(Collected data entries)

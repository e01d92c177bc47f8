use std::path::PathBuf;

use {
    anyhow::Result,
    clap::Subcommand,
    courier_config::{Severity, validate},
};

use crate::load_config;

#[derive(Subcommand)]
pub enum ConfigAction {
    /// Validate the configuration and report errors/warnings.
    Check,
    /// Print the effective configuration (secrets included) as TOML.
    Show,
}

pub fn handle_config(action: ConfigAction, config_path: Option<&PathBuf>) -> Result<()> {
    match action {
        ConfigAction::Check => check(config_path),
        ConfigAction::Show => {
            let config = load_config(config_path)?;
            println!("{}", toml::to_string_pretty(&config)?);
            Ok(())
        },
    }
}

/// ANSI color codes.
const RED: &str = "\x1b[31m";
const YELLOW: &str = "\x1b[33m";
const BOLD: &str = "\x1b[1m";
const RESET: &str = "\x1b[0m";

fn check(config_path: Option<&PathBuf>) -> Result<()> {
    match config_path {
        Some(path) => eprintln!("Checking {}\n", path.display()),
        None => eprintln!("Checking discovered configuration\n"),
    }
    let config = load_config(config_path)?;
    let result = validate(&config);

    for d in &result.diagnostics {
        let (color, label) = match d.severity {
            Severity::Error => (RED, "error"),
            Severity::Warning => (YELLOW, "warning"),
        };
        eprintln!("  {BOLD}{color}{label}{RESET} {}: {}", d.path, d.message);
    }

    let errors = result.count(Severity::Error);
    let warnings = result.count(Severity::Warning);

    if !result.diagnostics.is_empty() {
        eprintln!();
    }

    if errors == 0 && warnings == 0 {
        eprintln!("No issues found.");
    } else {
        eprintln!("{errors} error(s), {warnings} warning(s)");
    }

    if errors > 0 {
        std::process::exit(1);
    }

    Ok(())
}
//! Slack request signing.
//!
//! `X-Slack-Signature: v0=<hex>` where the MAC is HMAC-SHA256 over
//! `v0:{X-Slack-Request-Timestamp}:{raw body}`.

use {
    courier_channels::{
        SignatureCheck, SignatureFailure,
        signature::{compare_digest, header_str, hmac_sha256_hex},
    },
    http::HeaderMap,
};

pub const SIGNATURE_HEADER: &str = "x-slack-signature";
pub const TIMESTAMP_HEADER: &str = "x-slack-request-timestamp";
pub const SIGNATURE_VERSION: &str = "v0";

/// Compute the `v0=<hex>` signature for a request.
pub fn sign(secret: &str, timestamp: &str, body: &[u8]) -> Option<String> {
    let base = format!("{SIGNATURE_VERSION}:{timestamp}:");
    hmac_sha256_hex(secret.as_bytes(), &[base.as_bytes(), body])
        .map(|hex| format!("{SIGNATURE_VERSION}={hex}"))
}

/// Verify a signed request, rejecting timestamps more than `tolerance_secs`
/// away from `now_secs`.
pub fn verify_signature(
    headers: &HeaderMap,
    body: &[u8],
    secret: &str,
    tolerance_secs: i64,
    now_secs: i64,
) -> SignatureCheck {
    if secret.is_empty() {
        return SignatureFailure::MissingSecret.into();
    }
    let Some(timestamp) = header_str(headers, TIMESTAMP_HEADER) else {
        return SignatureFailure::MissingHeader(TIMESTAMP_HEADER).into();
    };
    let Ok(ts) = timestamp.trim().parse::<i64>() else {
        return SignatureFailure::InvalidTimestamp.into();
    };
    if now_secs.abs_diff(ts) > tolerance_secs.unsigned_abs() {
        return SignatureFailure::StaleTimestamp.into();
    }
    let Some(supplied) = header_str(headers, SIGNATURE_HEADER) else {
        return SignatureFailure::MissingHeader(SIGNATURE_HEADER).into();
    };
    if !supplied.starts_with("v0=") {
        return SignatureFailure::MalformedSignature.into();
    }
    let Some(computed) = sign(secret, timestamp.trim(), body) else {
        return SignatureFailure::Mismatch.into();
    };
    compare_digest(&computed, supplied.trim())
}
//! Error types for the Stack Exchange client.
//!
//! # Design
//! Malformed calls (`MissingArguments`, `MalformedTemplate`) are raised
//! before any request is built. Lookup failures (`UnknownEndpoint`,
//! `UnknownTemplate`) come from the registry. `HttpError` and `Transport`
//! cover the wire, and `Api` carries the error triple the API embeds in a
//! decoded JSON body.

use thiserror::Error;

/// Errors returned by the registry, the query builder and the client.
#[derive(Debug, Error)]
pub enum ApiError {
    /// A semantic path that is not in the registry.
    #[error("unknown endpoint '{0}'")]
    UnknownEndpoint(String),

    /// A template string that was never registered.
    #[error("unregistered endpoint template '{0}'")]
    UnknownTemplate(String),

    /// An HTTP method name other than GET or POST.
    #[error("unknown HTTP method '{0}'")]
    UnknownMethod(String),

    /// A base filter name outside `default`, `withbody`, `none`, `total`.
    #[error("unknown base filter '{0}'")]
    UnknownBaseFilter(String),

    /// Two catalogue records share a semantic path.
    #[error("endpoint '{0}' registered twice")]
    DuplicateEndpoint(String),

    /// One template string registered under two different methods.
    #[error("endpoint template '{template}' registered as both {first} and {second}")]
    ConflictingMethod {
        template: String,
        first: crate::http::HttpMethod,
        second: crate::http::HttpMethod,
    },

    /// A template with an unterminated or empty placeholder.
    #[error("malformed endpoint template '{0}'")]
    MalformedTemplate(String),

    /// One or more template placeholders had no matching parameter.
    #[error("API endpoint '{template}' missing required argument(s) {}", quote_all(.missing))]
    MissingArguments {
        template: String,
        missing: Vec<String>,
    },

    /// The session only executes GET requests.
    #[error("{method} requests are not supported for '{url}'")]
    UnsupportedMethod {
        method: crate::http::HttpMethod,
        url: String,
    },

    /// The server returned a status other than 200 or 400.
    #[error("HTTP {status}: {body}")]
    HttpError { status: u16, body: String },

    /// The decoded response carried an `error_id`.
    #[error("{name} {id}: {message}")]
    Api {
        id: i64,
        name: String,
        message: String,
    },

    /// The request never produced a response.
    #[error("transport failed: {0}")]
    Transport(String),

    /// The response body could not be decoded into the expected shape.
    #[error("deserialization failed: {0}")]
    DeserializationError(String),

    #[error("invalid configuration: {0}")]
    Config(String),
}

fn quote_all(names: &[String]) -> String {
    names
        .iter()
        .map(|n| format!("'{n}'"))
        .collect::<Vec<_>>()
        .join(", ")
}

#[cfg(test)]
mod tests {
    use super::*;

    #[test]
    fn missing_arguments_lists_every_name() {
        let err = ApiError::MissingArguments {
            template: "user/{ids}/comments/{to_id}".to_string(),
            missing: vec!["ids".to_string(), "to_id".to_string()],
        };
        assert_eq!(
            err.to_string(),
            "API endpoint 'user/{ids}/comments/{to_id}' missing required argument(s) 'ids', 'to_id'"
        );
    }

    #[test]
    fn api_error_carries_all_three_fields() {
        let err = ApiError::Api {
            id: 400,
            name: "bad_parameter".to_string(),
            message: "bad".to_string(),
        };
        assert_eq!(err.to_string(), "bad_parameter 400: bad");
    }
}
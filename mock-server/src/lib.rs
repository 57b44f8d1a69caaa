use std::collections::HashMap;

use axum::{
    extract::{Path, Query},
    http::StatusCode,
    response::{IntoResponse, Response},
    routing::get,
    Json, Router,
};
use serde::{Deserialize, Serialize};
use serde_json::{json, Value};
use tokio::net::TcpListener;

pub const BASE_FILTERS: [&str; 4] = ["default", "withbody", "none", "total"];

#[derive(Clone, Debug, Serialize, Deserialize)]
pub struct Question {
    pub question_id: i64,
    pub title: String,
    pub tags: Vec<String>,
    pub score: i64,
}

#[derive(Clone, Debug, Serialize, Deserialize)]
pub struct Wrapper<T> {
    pub items: Vec<T>,
    pub has_more: bool,
    pub quota_max: i64,
    pub quota_remaining: i64,
}

impl<T> Wrapper<T> {
    fn new(items: Vec<T>) -> Self {
        Self {
            items,
            has_more: false,
            quota_max: 300,
            quota_remaining: 299,
        }
    }
}

type Params = Query<HashMap<String, String>>;

pub fn app() -> Router {
    Router::new()
        .route("/2.2/filters/create", get(create_filter))
        .route("/2.2/questions", get(list_questions))
        .route("/2.2/questions/{ids}", get(questions_by_id))
        .route("/2.2/errors/{id}", get(simulate_error))
}

pub async fn run(listener: TcpListener) -> Result<(), std::io::Error> {
    axum::serve(listener, app()).await
}

/// A 400 with the API's error triple in the body.
fn bad_parameter(message: &str) -> Response {
    (
        StatusCode::BAD_REQUEST,
        Json(json!({
            "error_id": 400,
            "error_name": "bad_parameter",
            "error_message": message,
        })),
    )
        .into_response()
}

fn split_list(raw: Option<&String>) -> Vec<String> {
    raw.map(|s| s.split(';').filter(|p| !p.is_empty()).map(str::to_string).collect())
        .unwrap_or_default()
}

async fn create_filter(Query(params): Params) -> Response {
    let filter_type = match params.get("unsafe").map(String::as_str) {
        Some("true") => "unsafe",
        Some("false") => "safe",
        Some(_) => return bad_parameter("unsafe"),
        None => return bad_parameter("unsafe is required"),
    };
    let base = params.get("base").map(String::as_str).unwrap_or("default");
    if !BASE_FILTERS.contains(&base) {
        return bad_parameter("base");
    }
    let include = split_list(params.get("include"));
    let exclude = split_list(params.get("exclude"));

    let filter = if include.is_empty() && exclude.is_empty() {
        base.to_string()
    } else {
        format!("!{base}+{}-{}", include.join("+"), exclude.join("-"))
    };

    Json(Wrapper::new(vec![json!({
        "filter": filter,
        "filter_type": filter_type,
        "included_fields": include,
    })]))
    .into_response()
}

fn question(id: i64) -> Question {
    Question {
        question_id: id,
        title: format!("Question {id}"),
        tags: vec!["rust".to_string()],
        score: id % 7,
    }
}

async fn list_questions(Query(params): Params) -> Response {
    if !params.contains_key("site") {
        return bad_parameter("site is required");
    }
    let pagesize = match params.get("pagesize").map(|s| s.parse::<i64>()) {
        None => 30,
        Some(Ok(n)) if (0..=100).contains(&n) => n,
        Some(_) => return bad_parameter("pagesize"),
    };
    let items: Vec<Question> = (1..=pagesize).map(question).collect();
    Json(Wrapper::new(items)).into_response()
}

async fn questions_by_id(Path(ids): Path<String>, Query(params): Params) -> Response {
    if !params.contains_key("site") {
        return bad_parameter("site is required");
    }
    let mut items = Vec::new();
    for raw in ids.split(';') {
        match raw.parse::<i64>() {
            Ok(id) => items.push(question(id)),
            Err(_) => return bad_parameter("ids"),
        }
    }
    Json(Wrapper::new(items)).into_response()
}

/// Mirrors the real `errors/{id}` route: responds with the named error.
async fn simulate_error(Path(id): Path<u16>) -> Response {
    let status = StatusCode::from_u16(id).unwrap_or(StatusCode::INTERNAL_SERVER_ERROR);
    let body: Value = json!({
        "error_id": id,
        "error_name": status.canonical_reason().unwrap_or("unknown").to_ascii_lowercase().replace(' ', "_"),
        "error_message": format!("simulated error {id}"),
    });
    (status, Json(body)).into_response()
}

#[cfg(test)]
mod tests {
    use super::*;

    #[test]
    fn wrapper_serializes_quota_fields() {
        let json = serde_json::to_value(Wrapper::new(vec![question(3)])).unwrap();
        assert_eq!(json["items"][0]["question_id"], 3);
        assert_eq!(json["has_more"], false);
        assert_eq!(json["quota_max"], 300);
    }

    #[test]
    fn split_list_drops_empty_segments() {
        let raw = "a;;b;".to_string();
        assert_eq!(split_list(Some(&raw)), vec!["a", "b"]);
        assert!(split_list(None).is_empty());
    }

    #[test]
    fn question_is_deterministic() {
        let q = question(14);
        assert_eq!(q.title, "Question 14");
        assert_eq!(q.score, 0);
    }
}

- [EXERCISE DESCRIPTION]
A single number is the whole answer: please count how many lines of the records above include the string "score".

- [TASK RESULT]
3